More colleges join universities in the £9K fees club
Given the fury that greeted the government’s decision to triple higher education tuition fees, it took a surprisingly short time for £9,000 a year to be accepted as the going rate for universities.
But Labour’s general election campaign pledge to axe fees completely has dragged the issue back into the spotlight.
The move proved popular among younger voters and appears to have bounced the Conservatives into revisiting the issue, with prime minister Theresa May pledging to undertake a “major review of university funding and student financing” at the party’s conference this month.
For now, at least, the maximum fee has been frozen at £9,250 per year for 2018-19. But while colleges have increasingly been seen as a more affordable source of higher education, new research by Tes has found that a growing number of FE colleges are looking to charge fees on a par with leading universities.

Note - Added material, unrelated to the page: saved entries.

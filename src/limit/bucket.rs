//! In-memory token bucket engine.
//!
//! Runs the same state transition as the Redis scripts in `sluice-redis`,
//! with a mutex standing in for server-side atomicity: read the record
//! (defaulting to a full bucket), add `elapsed * refill_rate` clamped to
//! capacity, spend if the pool covers the ask, and always write back with
//! `last_refill = now` and a re-armed TTL. Suitable for single-process
//! deployments and for driving the policy layer in tests.

use std::collections::HashMap;
use std::sync::Mutex;
use std::time::Duration;

use async_trait::async_trait;

use crate::clock::{Clock, SystemClock};
use crate::error::LimitError;
use crate::limit::{LimitState, Limiter, Take};

/// Bucket parameters. Applied on every access, so a reconfigured engine
/// redefines live buckets without any migration.
#[derive(Debug, Clone, PartialEq)]
pub struct BucketConfig {
    /// Maximum tokens a bucket can hold. Must be positive.
    pub capacity: f64,
    /// Tokens added per second. Must be positive.
    pub refill_rate: f64,
    /// Idle lifetime of a bucket record; re-armed on every access. An
    /// expired bucket is reborn at full capacity.
    pub ttl: Duration,
}

impl Default for BucketConfig {
    fn default() -> Self {
        Self { capacity: 100.0, refill_rate: 10.0, ttl: Duration::from_secs(300) }
    }
}

impl BucketConfig {
    /// Read `BUCKET_CAPACITY`, `BUCKET_REFILL_RATE`, and
    /// `BUCKET_TTL_SECONDS` from the environment, falling back to the
    /// defaults for anything missing or unparseable.
    pub fn from_env() -> Self {
        let defaults = Self::default();
        Self {
            capacity: env_f64("BUCKET_CAPACITY").unwrap_or(defaults.capacity),
            refill_rate: env_f64("BUCKET_REFILL_RATE").unwrap_or(defaults.refill_rate),
            ttl: env_f64("BUCKET_TTL_SECONDS")
                .map(Duration::from_secs_f64)
                .unwrap_or(defaults.ttl),
        }
    }

    pub(crate) fn validate(&self) -> Result<(), LimitError> {
        if !(self.capacity.is_finite() && self.capacity > 0.0) {
            return Err(LimitError::invalid_argument("capacity must be positive"));
        }
        if !(self.refill_rate.is_finite() && self.refill_rate > 0.0) {
            return Err(LimitError::invalid_argument("refill rate must be positive"));
        }
        if self.ttl.is_zero() {
            return Err(LimitError::invalid_argument("ttl must be positive"));
        }
        Ok(())
    }
}

fn env_f64(name: &str) -> Option<f64> {
    std::env::var(name).ok().and_then(|v| v.parse().ok()).filter(|v: &f64| v.is_finite())
}

/// Full bucket state as seen by [`MemoryTokenBucket::bucket_state`].
#[derive(Debug, Clone, PartialEq)]
pub struct BucketState {
    /// Tokens available right now, after lazy refill.
    pub tokens: f64,
    pub capacity: f64,
    pub refill_rate: f64,
    /// Seconds-since-epoch of the last refill (fractional).
    pub last_refill: f64,
    /// Record lifetime as re-armed by this read.
    pub ttl: Duration,
}

#[derive(Debug, Clone, Copy)]
struct Slot {
    tokens: f64,
    last_refill: f64,
    expires_at: f64,
}

/// Token bucket engine holding its state in process memory.
#[derive(Debug)]
pub struct MemoryTokenBucket<C: Clock = SystemClock> {
    config: BucketConfig,
    clock: C,
    slots: Mutex<HashMap<String, Slot>>,
}

impl MemoryTokenBucket<SystemClock> {
    pub fn new(config: BucketConfig) -> Result<Self, LimitError> {
        Self::with_clock(config, SystemClock)
    }
}

impl<C: Clock> MemoryTokenBucket<C> {
    pub fn with_clock(config: BucketConfig, clock: C) -> Result<Self, LimitError> {
        config.validate()?;
        Ok(Self { config, clock, slots: Mutex::new(HashMap::new()) })
    }

    /// Read the full bucket state. Performs lazy refill and re-arms the
    /// TTL, so the returned `tokens` is exactly what the next `take` sees.
    pub async fn bucket_state(&self, key: &str) -> Result<BucketState, LimitError> {
        check_key(key)?;
        let now = self.clock.now_secs();
        let mut slots = self.slots.lock().unwrap();
        let tokens = self.refreshed(slots.get(key), now);
        slots.insert(key.to_string(), self.slot(tokens, now));
        Ok(BucketState {
            tokens,
            capacity: self.config.capacity,
            refill_rate: self.config.refill_rate,
            last_refill: now,
            ttl: self.config.ttl,
        })
    }

    /// Current pool for a slot, defaulting absent or expired records to a
    /// full bucket born now.
    fn refreshed(&self, slot: Option<&Slot>, now: f64) -> f64 {
        match slot {
            Some(slot) if slot.expires_at > now => {
                let elapsed = (now - slot.last_refill).max(0.0);
                (slot.tokens + elapsed * self.config.refill_rate).min(self.config.capacity)
            }
            _ => self.config.capacity,
        }
    }

    fn slot(&self, tokens: f64, now: f64) -> Slot {
        Slot { tokens, last_refill: now, expires_at: now + self.config.ttl.as_secs_f64() }
    }
}

fn check_key(key: &str) -> Result<(), LimitError> {
    if key.is_empty() {
        return Err(LimitError::invalid_argument("key must not be empty"));
    }
    Ok(())
}

#[async_trait]
impl<C: Clock> Limiter for MemoryTokenBucket<C> {
    async fn take(&self, key: &str, permits: f64) -> Result<Take, LimitError> {
        check_key(key)?;
        if !(permits.is_finite() && permits > 0.0) {
            return Err(LimitError::invalid_argument("tokens must be positive"));
        }

        let now = self.clock.now_secs();
        let mut slots = self.slots.lock().unwrap();
        let pool = self.refreshed(slots.get(key), now);

        let take = if pool >= permits {
            Take { allowed: true, remaining: pool - permits, retry_after: Duration::ZERO }
        } else {
            let deficit = permits - pool;
            Take {
                allowed: false,
                remaining: pool,
                retry_after: Duration::try_from_secs_f64(deficit / self.config.refill_rate)
                    .unwrap_or(Duration::MAX),
            }
        };

        let tokens = if take.allowed { take.remaining } else { pool };
        slots.insert(key.to_string(), self.slot(tokens, now));
        Ok(take)
    }

    async fn state(&self, key: &str) -> Result<LimitState, LimitError> {
        let state = self.bucket_state(key).await?;
        Ok(LimitState {
            remaining: state.tokens,
            limit: state.capacity,
            ttl: Some(state.ttl),
        })
    }

    async fn reset(&self, key: &str) -> Result<(), LimitError> {
        check_key(key)?;
        let now = self.clock.now_secs();
        let mut slots = self.slots.lock().unwrap();
        slots.insert(key.to_string(), self.slot(self.config.capacity, now));
        Ok(())
    }
}

#[cfg(test)]
mod tests {
    use super::*;
    use crate::clock::ManualClock;

    fn bucket(capacity: f64, refill_rate: f64) -> (MemoryTokenBucket<ManualClock>, ManualClock) {
        let clock = ManualClock::new();
        clock.set(1_000_000_000); // non-zero origin
        let engine = MemoryTokenBucket::with_clock(
            BucketConfig { capacity, refill_rate, ttl: Duration::from_secs(60) },
            clock.clone(),
        )
        .expect("valid config");
        (engine, clock)
    }

    #[tokio::test]
    async fn fresh_key_is_born_full() {
        let (engine, _) = bucket(10.0, 1.0);
        let take = engine.take("u", 10.0).await.unwrap();
        assert!(take.allowed);
        assert_eq!(take.remaining, 0.0);
    }

    #[tokio::test]
    async fn denial_reports_remaining_and_retry_after() {
        let (engine, _) = bucket(10.0, 1.0);
        engine.take("u", 10.0).await.unwrap();

        let take = engine.take("u", 1.0).await.unwrap();
        assert!(!take.allowed);
        assert_eq!(take.remaining, 0.0);
        // one token at one token per second
        assert!((take.retry_after.as_secs_f64() - 1.0).abs() < 1e-9);
    }

    #[tokio::test]
    async fn refill_is_lazy_and_clamped_to_capacity() {
        let (engine, clock) = bucket(10.0, 2.0);
        engine.take("u", 10.0).await.unwrap();

        clock.advance(Duration::from_secs(3));
        let state = engine.bucket_state("u").await.unwrap();
        assert!((state.tokens - 6.0).abs() < 1e-9);

        clock.advance(Duration::from_secs(3600));
        let state = engine.bucket_state("u").await.unwrap();
        assert_eq!(state.tokens, 10.0);
    }

    #[tokio::test]
    async fn asking_for_more_than_capacity_denies_honestly() {
        let (engine, _) = bucket(10.0, 2.0);
        let take = engine.take("u", 15.0).await.unwrap();
        assert!(!take.allowed);
        assert_eq!(take.remaining, 10.0);
        // (15 - 10) / 2 = 2.5 seconds, even though the ask can never succeed
        assert!((take.retry_after.as_secs_f64() - 2.5).abs() < 1e-9);
    }

    #[tokio::test]
    async fn non_positive_permits_are_rejected() {
        let (engine, _) = bucket(10.0, 1.0);
        assert!(engine.take("u", 0.0).await.unwrap_err().is_invalid_argument());
        assert!(engine.take("u", -1.0).await.unwrap_err().is_invalid_argument());
        assert!(engine.take("u", f64::NAN).await.unwrap_err().is_invalid_argument());
    }

    #[tokio::test]
    async fn empty_key_is_rejected() {
        let (engine, _) = bucket(10.0, 1.0);
        assert!(engine.take("", 1.0).await.unwrap_err().is_invalid_argument());
        assert!(engine.state("").await.unwrap_err().is_invalid_argument());
        assert!(engine.reset("").await.unwrap_err().is_invalid_argument());
    }

    #[tokio::test]
    async fn expired_bucket_is_reborn_full() {
        let (engine, clock) = bucket(5.0, 0.001);
        engine.take("u", 5.0).await.unwrap();

        // Past the 60s TTL: the drained record is gone, the key is fresh.
        clock.advance(Duration::from_secs(61));
        let take = engine.take("u", 5.0).await.unwrap();
        assert!(take.allowed);
    }

    #[tokio::test]
    async fn access_rearms_ttl() {
        let (engine, clock) = bucket(5.0, 0.001);
        engine.take("u", 5.0).await.unwrap();

        // Touch the bucket every 40s; it must never expire.
        for _ in 0..3 {
            clock.advance(Duration::from_secs(40));
            engine.bucket_state("u").await.unwrap();
        }
        let take = engine.take("u", 5.0).await.unwrap();
        assert!(!take.allowed, "bucket kept alive by accesses must still be drained");
    }

    #[tokio::test]
    async fn reset_restores_full_capacity() {
        let (engine, _) = bucket(10.0, 1.0);
        engine.take("u", 10.0).await.unwrap();
        engine.reset("u").await.unwrap();
        let state = engine.bucket_state("u").await.unwrap();
        assert_eq!(state.tokens, 10.0);
    }

    #[tokio::test]
    async fn keys_are_independent() {
        let (engine, _) = bucket(5.0, 1.0);
        engine.take("a", 5.0).await.unwrap();
        let take = engine.take("b", 5.0).await.unwrap();
        assert!(take.allowed);
    }

    #[test]
    fn config_validation_rejects_nonsense() {
        assert!(MemoryTokenBucket::new(BucketConfig {
            capacity: 0.0,
            ..BucketConfig::default()
        })
        .is_err());
        assert!(MemoryTokenBucket::new(BucketConfig {
            refill_rate: -1.0,
            ..BucketConfig::default()
        })
        .is_err());
        assert!(MemoryTokenBucket::new(BucketConfig {
            ttl: Duration::ZERO,
            ..BucketConfig::default()
        })
        .is_err());
    }
}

According to data from the Office for Fair Access (Offa), 13 further education colleges will be permitted to charge a maximum fee of £9,250 for 2018-19. A further 13 plan to charge £9,000 per year for at least some of their HE provision. In 2015-16, nine colleges charged £9,000 - the maximum allowed at the time.
Institutions charging more than £6,000 for courses have to establish an access agreement with Offa. The most recent figures show that 85 FE institutions have such an agreement for 2017-18 - an increase from 62 in 2016-17.
‘Negative impact’
The figures also suggest that the average fee charged by FE institutions with such access agreements will rise from £7,313 in 2017-18 to £7,488 in 2018-19.
Last month, a report by the Higher Education Commission suggested that rising HE tuition fees in colleges could have a “negative impact” on disadvantaged students, and could also act as a deterrent to potential part-time and mature students.
Emily Chapman, vice president for FE at the NUS students’ union, says that the increase in colleges charging £9,000+ “shows the desperate need to expand the tuition-fee debate”.
“Learners tend to be older with dependents, have learning difficulties and are likely to be more debt-averse,” she says. “Tuition fees exist outside of universities and act as a barrier to education in a traditional FE setting, too - yet, you wouldn’t know it after the Conservative Party conference.”
New College Durham principal John Widdowson, who chairs the Mixed Economy Group of colleges offering HE, believes that the reason why some colleges charge the maximum price cap for courses is because of the resource-heavy nature of some of the degree subjects that colleges offer.
“We offer more taught hours than most equivalent university degrees - and we offer much closer tutor support and contact and smaller classes,” he says. “So if you do your HE in a college you’re likely to have a class under 20 [students] in most cases, which gives you a lot more contact with your tutor. Obviously, you don’t make economies of scale that way so that probably underpins some of the pricing decisions as well.”
Generating funding
Andy Westwood, professor of government practice at the University of Manchester and a former government special adviser, says that although some fees are “high”, colleges need to generate sufficient funding to pay for a high-quality education. “If you start charging five or six grand, you don’t have much resource to underpin what you’re offering to those students,” he says. “Just as in HE, this is a very logical kind of decision, which maximises the resource that colleges can convert into teaching quality.”
Julian Gravatt, deputy chief executive of the Association of Colleges, says: “Fees aren’t paid upfront by higher education students so there are fewer advantages for colleges in charging lower fees. The fact that repayments in higher education start after graduation and are income contingent creates an obvious incentive for institutions to increase fees towards the fee cap. It is no surprise that more colleges are setting the higher rate.”
A spokesman for Leeds City College says that the maximum fee will be charged by the specialist Leeds College of Music institution, which is part of the college group.
Tim Jackson, principal of Sparsholt College, says that the costs of delivering foundation, bachelor and Master’s degrees, particularly in the areas of Stem and land-based provision, are “as high for us as they are for universities”.
“The quality of teaching and assessment is reviewed under the same criteria as universities and was reflected in our Teaching Excellence Framework silver award this year,” he adds.